Helping Lower Walnut: office suite

It’s no secret I love OpenOffice.org. It’s no secret that there’s a new 2.4 release and a beta for the 3.0 release out. Perhaps less well known is that you can run Windows and use OpenOffice.org. (The 3.0 version, with full release due in September, should benefit long-suffering Mac users.)

The Rev. Angela Mather knew her colleague J.W. at the nearby Asbury-Judson Larger Parish is a Linux freak — first out of cost necessity, later on principle — and this was her concern. For now, she wanted a tool, not a cause. But it turns out the office suite an easy download from www.OpenOffice.org. With a high-speed connection, the download and using all the default settings (best for most people) it takes about a half hour.

High-speed connections are rare in Wolastoq County, so J.W. gave Angela a copy of OpenOffice.org on CD-ROM, which she could then copy or share freely. Or, as J.W. put it, “to share the love.”

J.W. offered this additional bit of advice: once you’re in OpenOffice.org, go to Tools > Options and fill in the User Data, which are the fields that you see when that window pops up. “That will help with automating office practices later.”

User data in OpenOffice.org

2 Replies to “Helping Lower Walnut: office suite”

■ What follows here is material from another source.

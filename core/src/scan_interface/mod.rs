pub mod classification;
pub mod field;

pub use classification::{Classification, ClassificationGrid};
pub use field::{FieldGrid, FieldSet};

  1. The biggest “selling point” for my church and day job is that Open Office will export as PDF. Especially at church, since congregants use all manners, types, and vintages of home computers – PDF seems to be the most widely usable file format for non-edit documents.

  2. An excellent point. You can also export from an OpenOffice.org (OO.o) Writer document to the format used by MediaWiki, which powers Wikipedia and many other collaborative projects.